Our study has a few limitations. First, the observational study design in both parts of our study precludes any inferred causal relationship between high circulating TSP2 levels and incident HF. Secondly, echocardiographic data is not available in Part 1 of our study, and hence rendering it difficult to evaluate the relationship between baseline serum TSP2 levels and longitudinal changes in ECHO parameters in patients who had type 2 diabetes and CVD. Thirdly, serum TSP2 levels were measured only once in all participants and it was therefore impossible to investigate if changes in serum TSP2 levels would also contribute to the development of HHF. Furthermore, external validation of our findings using an independent cohort was not performed. Lastly, neither BNP nor NT-proBNP level was measured in our study.
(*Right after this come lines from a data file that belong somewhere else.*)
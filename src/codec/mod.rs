//! Codec module - turning segment bytes into record values.
//!
//! This module provides the two segment encodings the deals service uses:
//!
//! - [`SegmentCodec::Raw`] - segment bytes are record JSON as-is
//! - [`SegmentCodec::Deflate`] - segment bytes are a zlib stream that
//!   inflates to record JSON
//!
//! # Design
//!
//! The codec is chosen by the caller (the load generator decodes raw
//! bodies, the decode tool decodes compressed ones) and never sniffed from
//! content. [`JsonCodec`] and [`InflateCodec`] are marker structs with
//! static methods, like the building blocks they wrap.
//!
//! # Example
//!
//! ```
//! use deals_bench::codec::{InflateCodec, SegmentCodec};
//!
//! let text = br#"{"origin":"MOW","price":7133}"#;
//! let value = SegmentCodec::Raw.decode(0, text).unwrap();
//! assert_eq!(value["origin"], "MOW");
//!
//! let packed = InflateCodec::deflate(text).unwrap();
//! let value = SegmentCodec::Deflate.decode(0, &packed).unwrap();
//! assert_eq!(value["price"], 7133);
//! ```

mod inflate;
mod json;

pub use inflate::{InflateCodec, MAX_INFLATED_SIZE};
pub use json::JsonCodec;

use serde_json::Value;

use crate::error::{DealsError, Result};

/// How the bytes of one segment are encoded.
#[derive(Debug, Clone, Copy, PartialEq, Eq)]
pub enum SegmentCodec {
    /// Plain record JSON.
    Raw,
    /// zlib-compressed record JSON.
    Deflate,
}

impl SegmentCodec {
    /// Decode one segment into a JSON value.
    ///
    /// Any failure is reported as `SegmentDecode` carrying `index` and enough
    /// of the segment to diagnose it.
    pub fn decode(self, index: usize, bytes: &[u8]) -> Result<Value> {
        match self {
            SegmentCodec::Raw => JsonCodec::decode_value(bytes).map_err(|e| {
                DealsError::segment(index, format!("{e}; text: {}", preview(bytes)))
            }),
            SegmentCodec::Deflate => {
                let text = InflateCodec::inflate(bytes).map_err(|e| {
                    let reason = format!("inflate failed ({} bytes): {e}", bytes.len());
                    DealsError::segment(index, reason)
                })?;
                JsonCodec::decode_value(&text).map_err(|e| {
                    DealsError::segment(index, format!("{e}; text: {}", preview(&text)))
                })
            }
        }
    }

    /// Encode record JSON into segment bytes.
    pub fn encode(self, json: &[u8]) -> Result<Vec<u8>> {
        match self {
            SegmentCodec::Raw => Ok(json.to_vec()),
            SegmentCodec::Deflate => InflateCodec::deflate(json),
        }
    }
}

/// Maximum characters of segment text echoed into a diagnostic.
const PREVIEW_LIMIT: usize = 256;

/// Lossy, length-capped view of segment text for diagnostics.
fn preview(bytes: &[u8]) -> String {
    let text = String::from_utf8_lossy(bytes);
    if text.chars().count() <= PREVIEW_LIMIT {
        return format!("{text:?}");
    }
    let head: String = text.chars().take(PREVIEW_LIMIT).collect();
    format!("{head:?}... ({} bytes)", bytes.len())
}
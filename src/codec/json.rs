//! JSON codec using `serde_json`.
//!
//! Deal records travel as compact JSON objects, one per segment. Decoding
//! goes through `serde_json::Value` first so that "is this an object at
//! all" is answered separately from "does it have the expected fields".
//!
//! # Example
//!
//! ```
//! use deals_bench::codec::JsonCodec;
//! use serde::{Deserialize, Serialize};
//!
//! #[derive(Serialize, Deserialize, PartialEq, Debug)]
//! struct Message {
//!     id: u32,
//!     content: String,
//! }
//!
//! let msg = Message { id: 42, content: "hello".to_string() };
//! let encoded = JsonCodec::encode(&msg).unwrap();
//! assert_eq!(encoded, br#"{"id":42,"content":"hello"}"#);
//!
//! let decoded: Message = JsonCodec::decode(&encoded).unwrap();
//! assert_eq!(decoded, msg);
//! ```

use serde_json::Value;

use crate::error::Result;

/// JSON codec for record text.
///
/// Uses the compact writer, so field order follows struct declaration order
/// and no whitespace is emitted.
pub struct JsonCodec;

impl JsonCodec {
    /// Encode a value to compact JSON bytes.
    #[inline]
    pub fn encode<T: serde::Serialize>(value: &T) -> Result<Vec<u8>> {
        Ok(serde_json::to_vec(value)?)
    }

    /// Encode a value to a compact JSON string.
    #[inline]
    pub fn encode_string<T: serde::Serialize>(value: &T) -> Result<String> {
        Ok(serde_json::to_string(value)?)
    }

    /// Decode JSON bytes to a typed value.
    #[inline]
    pub fn decode<T: serde::de::DeserializeOwned>(bytes: &[u8]) -> Result<T> {
        Ok(serde_json::from_slice(bytes)?)
    }

    /// Decode JSON bytes to an untyped value.
    #[inline]
    pub fn decode_value(bytes: &[u8]) -> Result<Value> {
        Ok(serde_json::from_slice(bytes)?)
    }
}
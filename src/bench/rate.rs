//! Rolling request-rate measurement.
//!
//! A [`RateWindow`] remembers when the current window opened. Rolling it
//! with a tick count closes the window, yields `1000 * ticks / elapsed_ms`
//! and opens the next one. Callers pass `now` in so the arithmetic can be
//! checked against synthetic clocks.

use std::time::{Duration, Instant};

/// Requests per second for `ticks` requests over `elapsed`.
///
/// `None` when no time has passed.
pub fn rate(ticks: u64, elapsed: Duration) -> Option<f64> {
    let elapsed_ms = elapsed.as_secs_f64() * 1000.0;
    if elapsed_ms > 0.0 {
        Some(1000.0 * ticks as f64 / elapsed_ms)
    } else {
        None
    }
}

/// Operator-facing rate line, e.g. `ADD rate:1234.57`.
pub fn format_rate(label: &str, rate: f64) -> String {
    format!("{label} rate:{rate:.2}")
}

/// Start of the current measurement window.
#[derive(Debug, Clone, Copy)]
pub struct RateWindow {
    opened: Instant,
}

impl RateWindow {
    pub fn new() -> Self {
        Self::opened_at(Instant::now())
    }

    pub fn opened_at(opened: Instant) -> Self {
        Self { opened }
    }

    /// Close the window at `now` and open a new one there.
    pub fn roll(&mut self, ticks: u64, now: Instant) -> Option<f64> {
        let elapsed = now.saturating_duration_since(self.opened);
        self.opened = now;
        rate(ticks, elapsed)
    }

    pub fn opened(&self) -> Instant {
        self.opened
    }
}

impl Default for RateWindow {
    fn default() -> Self {
        Self::new()
    }
}
//! Load generator for the deals service.
//!
//! ```bash
//! deals-bench 100000          # write 100000 deals, read until done
//! deals-bench 100000 noget    # write only
//! deals-bench 0 noset         # read only, until Ctrl-C
//! ```
//!
//! Rate lines go to stdout, logs to stderr (`RUST_LOG` selects the level).

use anyhow::Context;
use clap::Parser;

use deals_bench::bench::{BenchConfig, PhaseSummary, Session};
use deals_bench::output::write_stdout_line;

const USAGE: &str = "deals-bench <testcount> [noget|noset]";

#[derive(Parser, Debug)]
#[command(name = "deals-bench")]
#[command(about = "Drive add/top load against the deals service")]
struct Args {
    /// Number of add requests in the write phase
    test_count: u64,

    /// `noget` skips the read phase, `noset` the write phase; any other
    /// word runs both
    mode: Option<String>,
}

#[derive(Debug, Clone, Copy, PartialEq, Eq)]
enum Mode {
    Noget,
    Noset,
}

impl Mode {
    fn from_arg(arg: Option<&str>) -> Option<Self> {
        match arg {
            Some("noget") => Some(Mode::Noget),
            Some("noset") => Some(Mode::Noset),
            _ => None,
        }
    }
}

fn main() -> anyhow::Result<()> {
    let args = match Args::try_parse() {
        Ok(args) => args,
        Err(e) if !e.use_stderr() => e.exit(),
        Err(_) => {
            write_stdout_line(USAGE)?;
            return Ok(());
        }
    };

    deals_bench::logging::init_tracing();

    let mode = Mode::from_arg(args.mode.as_deref());
    let config = BenchConfig::builder()
        .test_count(args.test_count)
        .skip_read(mode == Some(Mode::Noget))
        .skip_write(mode == Some(Mode::Noset))
        .build()?;

    let runtime = tokio::runtime::Builder::new_current_thread()
        .enable_all()
        .build()
        .context("build tokio runtime")?;

    runtime.block_on(run(config))
}

async fn run(config: BenchConfig) -> anyhow::Result<()> {
    let session = Session::connect(config).context("create HTTP session")?;

    // Without a write phase nothing else ends the read phase.
    if !session.config().write_phase {
        let stop = session.stop_signal();
        tokio::spawn(async move {
            if tokio::signal::ctrl_c().await.is_ok() {
                tracing::info!("Interrupted, stopping read phase");
                stop.raise();
            }
        });
    }

    let summary = session.run().await;
    if let Some(write) = summary.write {
        log_summary("add", &write);
    }
    if let Some(read) = summary.read {
        log_summary("top", &read);
    }
    Ok(())
}

fn log_summary(phase: &str, summary: &PhaseSummary) {
    tracing::info!(
        "{} phase: {} requests, {} failures, {} records",
        phase,
        summary.requests,
        summary.failures,
        summary.records
    );
}
//! Protocol module - wire format, envelopes, and chunk accumulation.
//!
//! This module implements the response framing of the deals service:
//! - Size-table header parsing with a bounded header search
//! - Envelope with zero-copy segment slicing (and the matching encoder)
//! - Envelope buffer for bodies that arrive in chunks

mod envelope;
mod envelope_buffer;
mod wire_format;

pub use envelope::{encode_envelope, Envelope};
pub use envelope_buffer::{EnvelopeBuffer, DEFAULT_MAX_ENVELOPE_SIZE};
pub use wire_format::{
    parse_info_length, SizeTable, DELIMITER, HEADER_SEARCH_WINDOW, MIN_INFO_LENGTH,
};
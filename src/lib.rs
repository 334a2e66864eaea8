//! # deals-bench
//!
//! Load generator and response decoder for the deals aggregation service.
//!
//! ## Architecture
//!
//! - **Protocol**: size-table framed response bodies, parsed into
//!   [`Envelope`]s with zero-copy segment access
//! - **Codec / Decoder**: per-segment JSON, optionally zlib-compressed,
//!   decoded into [`DealRecord`]s without letting one bad segment sink the
//!   batch
//! - **Bench**: write and read phases driven over a [`Transport`]
//!
//! ## Example
//!
//! ```
//! use deals_bench::codec::SegmentCodec;
//! use deals_bench::decoder::decode_envelope;
//! use deals_bench::protocol::encode_envelope;
//!
//! # tokio::runtime::Builder::new_current_thread().build().unwrap().block_on(async {
//! let body = encode_envelope(&[&br#"{"origin":"MOW","destination":"BER","price":10290}"#[..]]);
//! let records = decode_envelope(body, SegmentCodec::Raw).await.unwrap();
//! assert_eq!(records[0].price, 10290);
//! # });
//! ```

pub mod bench;
pub mod codec;
pub mod decoder;
pub mod error;
pub mod logging;
pub mod output;
pub mod protocol;
pub mod record;
pub mod transport;

pub use bench::{BenchConfig, Session};
pub use error::{DealsError, Result};
pub use protocol::{encode_envelope, Envelope};
pub use record::DealRecord;
pub use transport::{HttpTransport, Transport};
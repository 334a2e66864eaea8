//! Response envelope with zero-copy segment access.
//!
//! An [`Envelope`] owns one complete response body. Parsing validates the
//! size table and every segment range up front, so [`Envelope::segments`]
//! can hand out cheap `Bytes` slices without further checks.
//!
//! # Example
//!
//! ```
//! use deals_bench::protocol::{encode_envelope, Envelope};
//!
//! let body = encode_envelope(&[&b"{}"[..], &b"[1]"[..]]);
//! assert_eq!(&body[..], b"6;2;3;{}[1]");
//!
//! let envelope = Envelope::parse(body).unwrap();
//! assert_eq!(envelope.segment_count(), 2);
//! assert_eq!(&envelope.segments()[1][..], b"[1]");
//! ```

use std::ops::Range;

use bytes::{BufMut, Bytes, BytesMut};

use super::wire_format::{SizeTable, DELIMITER};
use crate::error::Result;

/// A parsed response body.
#[derive(Debug, Clone)]
pub struct Envelope {
    /// Raw body bytes.
    body: Bytes,
    /// Parsed size table.
    table: SizeTable,
    /// Validated segment ranges into `body`.
    ranges: Vec<Range<usize>>,
}

impl Envelope {
    /// Parse and validate an envelope.
    ///
    /// # Errors
    ///
    /// `MalformedHeader` or `MalformedSizeTable`; either is fatal to this
    /// envelope only.
    pub fn parse(body: impl Into<Bytes>) -> Result<Self> {
        let body = body.into();
        let table = SizeTable::parse(&body)?;
        let ranges = table.ranges(body.len())?;
        Ok(Self {
            body,
            table,
            ranges,
        })
    }

    /// Segment Extractor: slice every segment out of the body, in order.
    ///
    /// Slices share the body allocation.
    pub fn segments(&self) -> Vec<Bytes> {
        self.ranges
            .iter()
            .map(|range| self.body.slice(range.clone()))
            .collect()
    }

    /// Borrow a single segment.
    pub fn segment(&self, index: usize) -> Option<&[u8]> {
        self.ranges.get(index).map(|range| &self.body[range.clone()])
    }

    /// Number of segments.
    #[inline]
    pub fn segment_count(&self) -> usize {
        self.ranges.len()
    }

    /// The parsed size table.
    #[inline]
    pub fn table(&self) -> &SizeTable {
        &self.table
    }

    /// Whole body length.
    #[inline]
    pub fn len(&self) -> usize {
        self.body.len()
    }

    /// Check whether the body is empty.
    #[inline]
    pub fn is_empty(&self) -> bool {
        self.body.is_empty()
    }
}

/// Build a response body the way the deals service does.
///
/// The leading integer is the length of the whole size table, including its
/// own digits and delimiter, and doubles as the data pointer.
pub fn encode_envelope<S: AsRef<[u8]>>(segments: &[S]) -> Bytes {
    let mut sizes = String::new();
    for segment in segments {
        sizes.push_str(&segment.as_ref().len().to_string());
        sizes.push(char::from(DELIMITER));
    }

    let info_length = info_length_for(sizes.len());
    let data_len: usize = segments.iter().map(|s| s.as_ref().len()).sum();

    let mut buf = BytesMut::with_capacity(info_length + data_len);
    buf.put_slice(info_length.to_string().as_bytes());
    buf.put_u8(DELIMITER);
    buf.put_slice(sizes.as_bytes());
    for segment in segments {
        buf.put_slice(segment.as_ref());
    }

    debug_assert_eq!(buf.len(), info_length + data_len);
    buf.freeze()
}

/// Smallest `L` with `L == sizes_len + digits(L) + 1`.
fn info_length_for(sizes_len: usize) -> usize {
    let mut digits = 1;
    loop {
        let candidate = sizes_len + digits + 1;
        let needed = candidate.to_string().len();
        if needed == digits {
            return candidate;
        }
        digits = needed;
    }
}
Interestingly, in a preclinical study of hypertensive renin-overexpressing rats, although the cardiac expression of BNP and TSP2 were both up-regulated with pressure overload, it was found that TSP2, but not BNP, more reliably identified those that were prone to develop HF progression [31]. Nonetheless, as ELISA kits for measuring serum TSP2 levels are now commercially available from various sources, further studies, preferably together with the measurements of these established HF markers, are clearly required to validate our current findings, as well as to assess the cost-effectiveness of using this novel biomarker for early HF risk stratification in type 2 diabetes.

Conclusion

Over the years, reductions in cardiovascular mortality due to coronary heart disease and stroke have been reported especially among older individuals with type 2 diabetes [35]. However, mortality related to HF did not change significantly and remained high. On the other hand, the advent of SGLT2i has introduced a paradigm shift in the management of type 2 diabetes and HF, with several landmark randomized controlled trials showing consistent benefits in reducing the rates of HHF regardless of the presence of CVD and the status of LV function [14,15,16,17,18, 36,37,38,39,40] While we recently demonstrated that circulating TSP2 had the potential to become a novel prognostic marker of liver fibrosis in type 2 diabetes [41], our current findings further proposed that it might also be usefully employed for HF risk stratification in patients with type 2 diabetes.